#### PROMPT:
In the reply, include exactly the lines of the entries below from the first to the line with "convert aborts the", that line included.

#### ENTRIES SUPPLIED:
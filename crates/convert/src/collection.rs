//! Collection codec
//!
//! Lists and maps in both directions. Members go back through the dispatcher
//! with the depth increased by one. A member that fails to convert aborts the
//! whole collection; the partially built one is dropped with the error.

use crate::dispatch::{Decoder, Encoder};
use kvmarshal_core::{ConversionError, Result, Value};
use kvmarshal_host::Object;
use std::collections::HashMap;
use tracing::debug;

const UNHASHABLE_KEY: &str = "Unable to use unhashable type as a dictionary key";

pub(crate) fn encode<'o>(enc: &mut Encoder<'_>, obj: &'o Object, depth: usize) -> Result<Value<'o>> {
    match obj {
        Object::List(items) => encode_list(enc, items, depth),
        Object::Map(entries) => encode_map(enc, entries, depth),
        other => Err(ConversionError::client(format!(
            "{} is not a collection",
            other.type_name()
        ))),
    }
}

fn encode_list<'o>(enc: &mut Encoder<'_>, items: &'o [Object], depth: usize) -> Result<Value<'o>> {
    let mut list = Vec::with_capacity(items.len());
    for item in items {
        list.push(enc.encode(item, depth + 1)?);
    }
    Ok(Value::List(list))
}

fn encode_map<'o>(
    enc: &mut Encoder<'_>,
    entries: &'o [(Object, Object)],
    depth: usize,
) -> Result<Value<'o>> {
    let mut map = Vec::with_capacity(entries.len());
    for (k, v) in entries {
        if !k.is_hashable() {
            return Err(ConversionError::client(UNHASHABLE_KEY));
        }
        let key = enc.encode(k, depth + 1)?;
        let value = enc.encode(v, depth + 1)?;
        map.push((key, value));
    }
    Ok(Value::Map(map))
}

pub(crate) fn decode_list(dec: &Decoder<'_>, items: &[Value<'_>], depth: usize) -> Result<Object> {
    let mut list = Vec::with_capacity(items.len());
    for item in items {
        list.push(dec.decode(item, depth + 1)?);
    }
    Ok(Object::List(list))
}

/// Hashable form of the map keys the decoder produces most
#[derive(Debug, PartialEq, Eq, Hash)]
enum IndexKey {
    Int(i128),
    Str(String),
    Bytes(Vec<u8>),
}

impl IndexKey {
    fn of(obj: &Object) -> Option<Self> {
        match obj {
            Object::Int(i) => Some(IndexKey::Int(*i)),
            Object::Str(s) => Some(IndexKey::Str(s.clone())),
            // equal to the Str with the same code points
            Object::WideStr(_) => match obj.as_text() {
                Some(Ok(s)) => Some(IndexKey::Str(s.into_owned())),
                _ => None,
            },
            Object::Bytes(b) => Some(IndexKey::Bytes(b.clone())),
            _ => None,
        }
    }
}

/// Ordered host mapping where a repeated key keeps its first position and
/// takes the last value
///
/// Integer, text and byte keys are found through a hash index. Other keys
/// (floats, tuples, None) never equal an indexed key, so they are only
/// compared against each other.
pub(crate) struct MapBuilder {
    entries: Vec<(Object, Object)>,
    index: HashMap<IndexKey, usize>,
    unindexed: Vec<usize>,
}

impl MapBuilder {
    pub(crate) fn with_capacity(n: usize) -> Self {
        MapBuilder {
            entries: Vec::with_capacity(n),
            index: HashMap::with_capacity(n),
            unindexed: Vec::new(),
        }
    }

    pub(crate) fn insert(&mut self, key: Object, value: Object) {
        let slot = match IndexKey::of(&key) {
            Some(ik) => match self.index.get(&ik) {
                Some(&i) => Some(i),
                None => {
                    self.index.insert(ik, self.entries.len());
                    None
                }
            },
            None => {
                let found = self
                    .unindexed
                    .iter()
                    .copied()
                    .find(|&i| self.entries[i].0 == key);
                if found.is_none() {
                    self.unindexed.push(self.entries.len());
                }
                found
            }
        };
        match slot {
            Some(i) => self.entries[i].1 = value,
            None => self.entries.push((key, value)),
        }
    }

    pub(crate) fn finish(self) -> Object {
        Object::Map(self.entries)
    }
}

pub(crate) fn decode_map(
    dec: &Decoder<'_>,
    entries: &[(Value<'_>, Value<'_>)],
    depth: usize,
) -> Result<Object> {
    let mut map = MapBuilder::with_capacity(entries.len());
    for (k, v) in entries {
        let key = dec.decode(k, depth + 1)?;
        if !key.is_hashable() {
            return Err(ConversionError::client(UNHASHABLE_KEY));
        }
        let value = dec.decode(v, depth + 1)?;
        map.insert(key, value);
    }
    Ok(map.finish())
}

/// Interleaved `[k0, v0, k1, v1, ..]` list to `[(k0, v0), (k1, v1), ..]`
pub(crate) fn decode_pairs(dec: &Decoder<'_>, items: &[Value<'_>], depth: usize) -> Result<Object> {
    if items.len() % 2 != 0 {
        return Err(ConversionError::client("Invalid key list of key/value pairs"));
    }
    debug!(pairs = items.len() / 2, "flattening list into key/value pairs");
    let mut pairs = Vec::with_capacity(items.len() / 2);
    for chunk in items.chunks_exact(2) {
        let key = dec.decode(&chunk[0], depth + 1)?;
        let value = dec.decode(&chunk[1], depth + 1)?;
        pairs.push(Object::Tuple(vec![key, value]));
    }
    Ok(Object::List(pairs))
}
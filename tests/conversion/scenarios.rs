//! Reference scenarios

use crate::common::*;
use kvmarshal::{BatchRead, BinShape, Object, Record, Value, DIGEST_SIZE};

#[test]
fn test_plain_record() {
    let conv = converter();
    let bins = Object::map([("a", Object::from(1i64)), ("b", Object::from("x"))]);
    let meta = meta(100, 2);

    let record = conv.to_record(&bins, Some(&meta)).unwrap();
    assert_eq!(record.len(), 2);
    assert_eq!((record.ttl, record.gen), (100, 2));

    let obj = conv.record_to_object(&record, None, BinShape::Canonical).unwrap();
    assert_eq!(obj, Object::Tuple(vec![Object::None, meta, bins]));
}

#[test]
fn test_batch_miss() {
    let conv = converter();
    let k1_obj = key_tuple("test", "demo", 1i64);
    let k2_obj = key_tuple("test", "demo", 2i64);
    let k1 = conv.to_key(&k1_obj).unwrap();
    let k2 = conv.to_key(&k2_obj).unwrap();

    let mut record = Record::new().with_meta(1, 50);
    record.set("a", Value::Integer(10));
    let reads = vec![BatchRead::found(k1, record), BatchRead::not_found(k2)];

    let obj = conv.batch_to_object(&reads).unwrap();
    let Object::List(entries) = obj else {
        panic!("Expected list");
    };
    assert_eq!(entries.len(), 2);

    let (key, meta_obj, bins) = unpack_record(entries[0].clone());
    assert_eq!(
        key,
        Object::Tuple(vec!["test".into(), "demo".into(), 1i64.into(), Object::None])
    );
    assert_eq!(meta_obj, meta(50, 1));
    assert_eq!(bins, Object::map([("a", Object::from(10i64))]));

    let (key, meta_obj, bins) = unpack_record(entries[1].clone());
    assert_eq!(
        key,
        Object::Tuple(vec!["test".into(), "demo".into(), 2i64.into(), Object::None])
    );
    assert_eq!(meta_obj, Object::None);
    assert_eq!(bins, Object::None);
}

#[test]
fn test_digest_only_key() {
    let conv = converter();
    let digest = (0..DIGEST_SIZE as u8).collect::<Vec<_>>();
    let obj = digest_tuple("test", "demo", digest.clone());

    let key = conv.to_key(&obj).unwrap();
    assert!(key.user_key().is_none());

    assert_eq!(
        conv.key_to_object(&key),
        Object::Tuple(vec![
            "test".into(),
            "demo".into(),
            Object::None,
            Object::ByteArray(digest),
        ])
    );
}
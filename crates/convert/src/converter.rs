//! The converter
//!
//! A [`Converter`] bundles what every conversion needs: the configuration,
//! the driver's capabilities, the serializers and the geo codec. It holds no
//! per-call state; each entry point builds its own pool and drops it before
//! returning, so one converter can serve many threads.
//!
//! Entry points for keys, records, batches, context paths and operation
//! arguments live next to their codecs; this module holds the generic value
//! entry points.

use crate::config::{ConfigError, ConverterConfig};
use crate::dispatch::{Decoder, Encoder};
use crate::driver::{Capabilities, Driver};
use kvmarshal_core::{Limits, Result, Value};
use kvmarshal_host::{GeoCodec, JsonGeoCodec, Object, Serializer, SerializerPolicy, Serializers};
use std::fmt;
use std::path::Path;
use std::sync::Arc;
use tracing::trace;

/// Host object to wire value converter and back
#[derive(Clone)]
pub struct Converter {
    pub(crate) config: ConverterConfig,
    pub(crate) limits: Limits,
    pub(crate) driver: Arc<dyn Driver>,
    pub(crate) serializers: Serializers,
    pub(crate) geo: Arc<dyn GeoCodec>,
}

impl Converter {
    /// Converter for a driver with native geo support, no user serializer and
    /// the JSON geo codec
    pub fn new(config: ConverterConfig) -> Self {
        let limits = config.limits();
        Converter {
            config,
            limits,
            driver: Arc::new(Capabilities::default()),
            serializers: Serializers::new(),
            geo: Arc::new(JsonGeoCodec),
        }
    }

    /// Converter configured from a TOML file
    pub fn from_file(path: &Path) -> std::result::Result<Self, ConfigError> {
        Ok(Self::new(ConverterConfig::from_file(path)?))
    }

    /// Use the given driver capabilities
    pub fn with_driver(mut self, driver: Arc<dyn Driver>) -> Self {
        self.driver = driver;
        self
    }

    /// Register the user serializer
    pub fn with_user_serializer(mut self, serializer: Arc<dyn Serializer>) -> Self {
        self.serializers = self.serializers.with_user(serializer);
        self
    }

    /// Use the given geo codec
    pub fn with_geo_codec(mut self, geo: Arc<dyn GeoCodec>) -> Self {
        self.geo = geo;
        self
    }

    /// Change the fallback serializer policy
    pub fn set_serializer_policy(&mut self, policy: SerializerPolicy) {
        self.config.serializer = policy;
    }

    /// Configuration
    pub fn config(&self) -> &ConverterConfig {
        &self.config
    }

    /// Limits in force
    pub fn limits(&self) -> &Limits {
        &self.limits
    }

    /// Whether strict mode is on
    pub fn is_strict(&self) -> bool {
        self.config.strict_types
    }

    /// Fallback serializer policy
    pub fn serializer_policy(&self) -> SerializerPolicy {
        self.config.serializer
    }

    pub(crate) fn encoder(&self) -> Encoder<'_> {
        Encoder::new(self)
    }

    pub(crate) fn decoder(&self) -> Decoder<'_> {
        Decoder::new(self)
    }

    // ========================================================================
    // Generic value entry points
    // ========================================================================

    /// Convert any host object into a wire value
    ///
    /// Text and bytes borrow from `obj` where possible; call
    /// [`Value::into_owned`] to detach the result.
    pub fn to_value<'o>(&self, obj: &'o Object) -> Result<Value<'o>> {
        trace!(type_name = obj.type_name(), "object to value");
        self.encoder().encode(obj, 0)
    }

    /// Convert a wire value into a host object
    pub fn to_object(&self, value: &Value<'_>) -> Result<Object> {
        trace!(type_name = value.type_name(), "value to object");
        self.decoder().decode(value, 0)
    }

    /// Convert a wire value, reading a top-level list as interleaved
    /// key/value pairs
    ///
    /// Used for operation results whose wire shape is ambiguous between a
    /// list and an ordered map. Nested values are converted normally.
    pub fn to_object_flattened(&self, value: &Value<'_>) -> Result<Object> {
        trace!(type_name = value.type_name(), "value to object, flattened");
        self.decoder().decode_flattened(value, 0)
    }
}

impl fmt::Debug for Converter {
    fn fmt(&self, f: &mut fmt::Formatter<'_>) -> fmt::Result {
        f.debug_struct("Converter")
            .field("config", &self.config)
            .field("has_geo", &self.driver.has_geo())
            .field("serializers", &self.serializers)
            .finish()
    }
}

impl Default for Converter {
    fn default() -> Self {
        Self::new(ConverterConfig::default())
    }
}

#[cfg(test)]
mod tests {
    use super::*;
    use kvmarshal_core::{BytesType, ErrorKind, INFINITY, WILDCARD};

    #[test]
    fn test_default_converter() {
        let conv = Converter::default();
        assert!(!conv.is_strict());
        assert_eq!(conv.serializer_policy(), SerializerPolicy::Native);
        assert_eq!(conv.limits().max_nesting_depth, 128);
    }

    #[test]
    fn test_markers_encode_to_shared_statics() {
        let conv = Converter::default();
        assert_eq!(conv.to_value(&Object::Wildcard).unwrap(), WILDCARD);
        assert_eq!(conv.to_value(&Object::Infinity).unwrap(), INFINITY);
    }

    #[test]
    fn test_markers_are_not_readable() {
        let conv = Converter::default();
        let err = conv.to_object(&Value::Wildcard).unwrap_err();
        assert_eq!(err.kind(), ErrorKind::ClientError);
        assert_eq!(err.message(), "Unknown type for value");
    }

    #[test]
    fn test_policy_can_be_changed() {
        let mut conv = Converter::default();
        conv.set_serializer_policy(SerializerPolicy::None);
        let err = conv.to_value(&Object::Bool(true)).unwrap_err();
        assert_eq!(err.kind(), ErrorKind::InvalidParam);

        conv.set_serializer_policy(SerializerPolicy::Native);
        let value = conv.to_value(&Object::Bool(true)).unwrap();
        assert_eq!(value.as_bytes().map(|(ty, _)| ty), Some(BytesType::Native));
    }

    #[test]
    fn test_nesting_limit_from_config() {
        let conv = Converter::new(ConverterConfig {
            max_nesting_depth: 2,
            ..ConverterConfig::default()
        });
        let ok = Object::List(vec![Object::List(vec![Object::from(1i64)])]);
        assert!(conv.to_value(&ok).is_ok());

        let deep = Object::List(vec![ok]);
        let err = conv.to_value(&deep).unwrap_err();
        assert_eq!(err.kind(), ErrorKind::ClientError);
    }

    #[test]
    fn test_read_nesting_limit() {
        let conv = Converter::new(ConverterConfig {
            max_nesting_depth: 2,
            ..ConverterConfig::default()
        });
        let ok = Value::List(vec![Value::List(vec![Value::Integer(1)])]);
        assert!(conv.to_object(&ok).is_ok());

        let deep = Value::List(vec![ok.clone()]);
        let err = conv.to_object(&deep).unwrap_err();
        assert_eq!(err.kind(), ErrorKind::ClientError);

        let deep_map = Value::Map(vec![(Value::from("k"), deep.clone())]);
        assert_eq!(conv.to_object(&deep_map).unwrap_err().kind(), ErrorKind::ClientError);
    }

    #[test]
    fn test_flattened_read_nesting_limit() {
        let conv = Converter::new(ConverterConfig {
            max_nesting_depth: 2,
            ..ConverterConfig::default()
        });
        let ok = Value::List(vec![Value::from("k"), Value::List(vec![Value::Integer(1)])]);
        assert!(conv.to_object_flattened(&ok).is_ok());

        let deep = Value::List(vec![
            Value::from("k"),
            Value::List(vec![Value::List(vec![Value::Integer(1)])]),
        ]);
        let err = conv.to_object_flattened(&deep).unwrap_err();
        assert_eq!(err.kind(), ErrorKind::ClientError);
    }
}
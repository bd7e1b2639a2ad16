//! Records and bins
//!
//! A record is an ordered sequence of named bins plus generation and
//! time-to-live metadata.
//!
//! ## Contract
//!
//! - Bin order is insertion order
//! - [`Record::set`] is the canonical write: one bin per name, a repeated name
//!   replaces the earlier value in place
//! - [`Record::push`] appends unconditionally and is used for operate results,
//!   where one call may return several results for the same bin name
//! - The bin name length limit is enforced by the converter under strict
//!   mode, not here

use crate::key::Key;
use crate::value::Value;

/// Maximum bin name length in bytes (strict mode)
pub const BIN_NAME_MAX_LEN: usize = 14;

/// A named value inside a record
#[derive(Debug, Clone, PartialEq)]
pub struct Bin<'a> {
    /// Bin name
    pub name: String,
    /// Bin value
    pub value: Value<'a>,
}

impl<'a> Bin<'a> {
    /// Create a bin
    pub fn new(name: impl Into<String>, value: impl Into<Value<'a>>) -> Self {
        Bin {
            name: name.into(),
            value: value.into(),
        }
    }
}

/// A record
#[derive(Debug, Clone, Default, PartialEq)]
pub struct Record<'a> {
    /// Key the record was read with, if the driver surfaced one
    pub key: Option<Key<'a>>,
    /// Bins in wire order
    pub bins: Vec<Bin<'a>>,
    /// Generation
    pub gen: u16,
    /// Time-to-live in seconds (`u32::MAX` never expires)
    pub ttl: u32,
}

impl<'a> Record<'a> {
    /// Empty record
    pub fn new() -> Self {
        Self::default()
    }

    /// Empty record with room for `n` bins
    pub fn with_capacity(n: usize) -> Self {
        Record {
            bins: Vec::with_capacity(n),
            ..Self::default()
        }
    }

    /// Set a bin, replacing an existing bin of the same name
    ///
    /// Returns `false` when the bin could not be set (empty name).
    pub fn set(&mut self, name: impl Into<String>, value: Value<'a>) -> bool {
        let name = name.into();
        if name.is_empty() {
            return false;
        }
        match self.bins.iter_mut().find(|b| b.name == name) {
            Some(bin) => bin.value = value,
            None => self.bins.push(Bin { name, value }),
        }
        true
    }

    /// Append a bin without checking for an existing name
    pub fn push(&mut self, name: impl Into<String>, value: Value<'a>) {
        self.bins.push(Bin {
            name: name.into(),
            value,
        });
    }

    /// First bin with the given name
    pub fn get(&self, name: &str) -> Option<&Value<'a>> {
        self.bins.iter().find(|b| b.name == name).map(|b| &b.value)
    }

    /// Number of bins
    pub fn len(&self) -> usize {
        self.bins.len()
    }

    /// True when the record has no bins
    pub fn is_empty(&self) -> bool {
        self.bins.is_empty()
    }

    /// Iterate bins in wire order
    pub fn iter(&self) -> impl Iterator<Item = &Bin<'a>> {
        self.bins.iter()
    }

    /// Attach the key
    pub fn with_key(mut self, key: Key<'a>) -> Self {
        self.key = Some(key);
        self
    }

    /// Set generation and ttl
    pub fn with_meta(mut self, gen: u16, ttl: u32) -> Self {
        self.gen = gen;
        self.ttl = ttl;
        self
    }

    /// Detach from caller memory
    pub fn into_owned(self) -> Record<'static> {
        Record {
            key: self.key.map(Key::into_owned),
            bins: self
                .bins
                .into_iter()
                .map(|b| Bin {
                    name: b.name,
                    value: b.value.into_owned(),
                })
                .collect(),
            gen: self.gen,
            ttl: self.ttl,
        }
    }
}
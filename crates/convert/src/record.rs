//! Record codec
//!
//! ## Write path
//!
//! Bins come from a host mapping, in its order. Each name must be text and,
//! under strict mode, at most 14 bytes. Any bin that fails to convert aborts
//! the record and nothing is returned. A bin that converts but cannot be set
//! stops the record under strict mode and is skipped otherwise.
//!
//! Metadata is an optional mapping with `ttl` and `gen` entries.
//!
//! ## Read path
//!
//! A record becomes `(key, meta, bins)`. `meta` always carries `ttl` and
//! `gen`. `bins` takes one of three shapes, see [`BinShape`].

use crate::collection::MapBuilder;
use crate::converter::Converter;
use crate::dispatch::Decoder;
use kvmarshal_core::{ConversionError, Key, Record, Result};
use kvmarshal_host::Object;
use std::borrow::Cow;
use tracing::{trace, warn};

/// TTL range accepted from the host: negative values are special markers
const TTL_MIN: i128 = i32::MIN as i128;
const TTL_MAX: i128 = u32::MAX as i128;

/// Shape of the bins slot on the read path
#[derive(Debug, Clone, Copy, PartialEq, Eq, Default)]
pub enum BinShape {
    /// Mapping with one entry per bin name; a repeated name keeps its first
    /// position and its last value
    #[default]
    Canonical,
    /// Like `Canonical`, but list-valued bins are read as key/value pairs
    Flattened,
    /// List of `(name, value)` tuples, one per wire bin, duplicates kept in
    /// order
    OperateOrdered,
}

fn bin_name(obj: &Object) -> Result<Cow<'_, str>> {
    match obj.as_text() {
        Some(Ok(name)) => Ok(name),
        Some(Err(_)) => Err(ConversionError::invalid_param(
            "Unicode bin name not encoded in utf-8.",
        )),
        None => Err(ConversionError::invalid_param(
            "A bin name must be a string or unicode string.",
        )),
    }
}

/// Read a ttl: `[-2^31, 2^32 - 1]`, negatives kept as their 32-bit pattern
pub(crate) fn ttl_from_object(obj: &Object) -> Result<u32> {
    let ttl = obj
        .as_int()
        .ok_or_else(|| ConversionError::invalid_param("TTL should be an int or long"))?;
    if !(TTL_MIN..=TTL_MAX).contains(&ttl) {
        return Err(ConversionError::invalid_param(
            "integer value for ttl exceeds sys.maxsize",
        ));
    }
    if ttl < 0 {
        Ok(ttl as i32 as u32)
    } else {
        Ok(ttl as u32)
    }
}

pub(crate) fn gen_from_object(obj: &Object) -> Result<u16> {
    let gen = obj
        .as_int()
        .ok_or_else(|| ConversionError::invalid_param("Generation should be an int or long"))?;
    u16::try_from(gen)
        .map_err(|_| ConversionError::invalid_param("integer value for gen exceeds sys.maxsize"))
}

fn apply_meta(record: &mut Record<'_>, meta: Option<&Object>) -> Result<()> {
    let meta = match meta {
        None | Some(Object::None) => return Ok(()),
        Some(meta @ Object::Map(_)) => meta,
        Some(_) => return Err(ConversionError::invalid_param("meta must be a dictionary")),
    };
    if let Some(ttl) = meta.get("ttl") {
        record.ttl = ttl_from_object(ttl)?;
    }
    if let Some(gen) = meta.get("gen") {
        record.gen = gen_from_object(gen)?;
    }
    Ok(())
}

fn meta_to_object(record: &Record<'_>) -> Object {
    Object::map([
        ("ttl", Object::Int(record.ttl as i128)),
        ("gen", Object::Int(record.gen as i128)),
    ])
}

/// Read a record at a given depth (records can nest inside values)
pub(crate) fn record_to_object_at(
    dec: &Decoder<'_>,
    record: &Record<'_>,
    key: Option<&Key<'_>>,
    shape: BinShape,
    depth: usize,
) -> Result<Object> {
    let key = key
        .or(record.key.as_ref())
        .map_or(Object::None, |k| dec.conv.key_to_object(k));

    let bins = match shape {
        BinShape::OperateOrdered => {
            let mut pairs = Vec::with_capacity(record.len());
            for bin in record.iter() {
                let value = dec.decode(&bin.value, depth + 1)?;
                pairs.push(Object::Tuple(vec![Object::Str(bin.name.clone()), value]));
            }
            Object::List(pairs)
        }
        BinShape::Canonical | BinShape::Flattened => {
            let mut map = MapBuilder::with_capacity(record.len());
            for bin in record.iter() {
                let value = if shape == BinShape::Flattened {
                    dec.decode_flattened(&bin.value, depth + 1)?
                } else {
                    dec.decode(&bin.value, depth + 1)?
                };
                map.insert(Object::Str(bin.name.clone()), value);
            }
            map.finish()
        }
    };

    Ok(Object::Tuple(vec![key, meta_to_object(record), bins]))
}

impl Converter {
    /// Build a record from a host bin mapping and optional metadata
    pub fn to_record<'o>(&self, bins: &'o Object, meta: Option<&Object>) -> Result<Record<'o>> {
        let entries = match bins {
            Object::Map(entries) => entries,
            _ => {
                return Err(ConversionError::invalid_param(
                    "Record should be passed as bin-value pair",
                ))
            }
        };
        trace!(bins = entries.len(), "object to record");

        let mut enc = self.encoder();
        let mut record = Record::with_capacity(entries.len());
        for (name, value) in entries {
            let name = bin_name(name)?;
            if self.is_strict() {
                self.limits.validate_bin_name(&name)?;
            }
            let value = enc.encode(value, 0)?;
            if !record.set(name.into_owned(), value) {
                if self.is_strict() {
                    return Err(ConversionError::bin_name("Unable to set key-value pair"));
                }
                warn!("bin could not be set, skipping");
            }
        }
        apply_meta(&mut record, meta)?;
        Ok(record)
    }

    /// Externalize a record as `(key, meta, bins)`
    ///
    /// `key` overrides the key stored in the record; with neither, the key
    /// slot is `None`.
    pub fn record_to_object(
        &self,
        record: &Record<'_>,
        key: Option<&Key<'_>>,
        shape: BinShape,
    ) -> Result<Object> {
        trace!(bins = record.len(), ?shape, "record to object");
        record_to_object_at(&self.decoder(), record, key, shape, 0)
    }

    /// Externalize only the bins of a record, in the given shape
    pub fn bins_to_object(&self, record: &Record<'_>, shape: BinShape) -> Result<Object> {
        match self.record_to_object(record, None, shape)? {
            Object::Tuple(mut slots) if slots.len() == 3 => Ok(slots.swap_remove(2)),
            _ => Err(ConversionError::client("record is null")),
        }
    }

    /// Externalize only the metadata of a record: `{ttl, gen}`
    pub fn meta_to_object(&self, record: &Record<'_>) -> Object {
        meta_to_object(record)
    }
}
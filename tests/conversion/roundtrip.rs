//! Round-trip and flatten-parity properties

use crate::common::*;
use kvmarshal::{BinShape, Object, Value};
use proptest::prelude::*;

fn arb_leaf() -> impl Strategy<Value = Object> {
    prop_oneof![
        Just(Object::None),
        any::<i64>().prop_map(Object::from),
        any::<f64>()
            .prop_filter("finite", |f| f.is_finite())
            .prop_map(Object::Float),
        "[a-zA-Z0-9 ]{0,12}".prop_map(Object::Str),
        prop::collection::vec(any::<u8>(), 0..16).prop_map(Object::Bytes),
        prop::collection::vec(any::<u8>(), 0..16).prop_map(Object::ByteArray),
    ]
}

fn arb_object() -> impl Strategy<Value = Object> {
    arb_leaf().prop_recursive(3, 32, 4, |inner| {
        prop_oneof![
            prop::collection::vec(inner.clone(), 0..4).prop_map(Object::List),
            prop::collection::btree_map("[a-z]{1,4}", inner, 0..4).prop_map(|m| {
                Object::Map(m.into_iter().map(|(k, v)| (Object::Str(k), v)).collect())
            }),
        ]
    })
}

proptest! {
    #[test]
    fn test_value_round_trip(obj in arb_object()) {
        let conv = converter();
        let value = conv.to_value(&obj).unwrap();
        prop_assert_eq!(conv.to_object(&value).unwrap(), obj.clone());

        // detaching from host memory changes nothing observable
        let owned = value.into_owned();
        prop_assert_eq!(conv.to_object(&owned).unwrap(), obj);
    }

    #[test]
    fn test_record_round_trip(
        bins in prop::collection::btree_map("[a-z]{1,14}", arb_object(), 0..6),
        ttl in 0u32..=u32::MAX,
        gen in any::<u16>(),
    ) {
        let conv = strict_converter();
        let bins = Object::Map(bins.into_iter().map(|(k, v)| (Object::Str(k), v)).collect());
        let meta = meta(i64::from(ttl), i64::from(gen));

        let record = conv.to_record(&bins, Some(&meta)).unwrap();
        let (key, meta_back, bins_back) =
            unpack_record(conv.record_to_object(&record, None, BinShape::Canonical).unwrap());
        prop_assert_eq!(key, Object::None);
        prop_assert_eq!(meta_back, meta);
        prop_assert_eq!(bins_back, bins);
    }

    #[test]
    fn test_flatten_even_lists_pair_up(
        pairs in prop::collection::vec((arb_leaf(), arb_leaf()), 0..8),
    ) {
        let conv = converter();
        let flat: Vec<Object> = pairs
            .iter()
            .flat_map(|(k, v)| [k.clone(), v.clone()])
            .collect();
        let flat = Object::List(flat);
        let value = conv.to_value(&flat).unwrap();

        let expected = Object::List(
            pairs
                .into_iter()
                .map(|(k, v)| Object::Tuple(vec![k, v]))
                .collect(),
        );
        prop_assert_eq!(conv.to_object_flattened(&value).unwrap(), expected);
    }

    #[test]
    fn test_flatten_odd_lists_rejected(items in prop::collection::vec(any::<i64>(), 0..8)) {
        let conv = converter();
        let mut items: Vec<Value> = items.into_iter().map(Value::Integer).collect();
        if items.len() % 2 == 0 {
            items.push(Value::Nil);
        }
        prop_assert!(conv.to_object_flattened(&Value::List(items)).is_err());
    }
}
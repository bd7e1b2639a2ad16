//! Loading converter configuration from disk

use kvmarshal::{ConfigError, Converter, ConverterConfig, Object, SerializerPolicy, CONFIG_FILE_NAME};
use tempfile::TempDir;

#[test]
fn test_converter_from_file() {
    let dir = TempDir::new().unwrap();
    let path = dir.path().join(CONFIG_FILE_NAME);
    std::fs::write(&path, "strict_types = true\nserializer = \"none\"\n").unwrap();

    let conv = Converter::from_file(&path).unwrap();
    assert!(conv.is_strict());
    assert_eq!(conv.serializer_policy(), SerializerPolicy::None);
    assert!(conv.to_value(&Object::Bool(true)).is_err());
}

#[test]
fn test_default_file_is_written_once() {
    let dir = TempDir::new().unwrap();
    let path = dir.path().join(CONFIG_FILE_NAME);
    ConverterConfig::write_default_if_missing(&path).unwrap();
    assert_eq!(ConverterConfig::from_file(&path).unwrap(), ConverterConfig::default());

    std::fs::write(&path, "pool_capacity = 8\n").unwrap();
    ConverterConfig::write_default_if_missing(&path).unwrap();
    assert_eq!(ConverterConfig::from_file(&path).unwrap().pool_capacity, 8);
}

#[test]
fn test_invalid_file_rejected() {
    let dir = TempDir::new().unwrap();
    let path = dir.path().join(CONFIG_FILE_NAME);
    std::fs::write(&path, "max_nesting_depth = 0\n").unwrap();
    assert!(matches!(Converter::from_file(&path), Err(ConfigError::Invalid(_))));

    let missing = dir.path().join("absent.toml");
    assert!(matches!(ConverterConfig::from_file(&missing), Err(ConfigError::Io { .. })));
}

#### EXERCISE SOLUTION:
filename crates/convert/src/collection.rs
//! Collection codec
//!
//! Lists and maps in both directions. Members go back through the dispatcher
//! with the depth increased by one. A member that fails to convert aborts the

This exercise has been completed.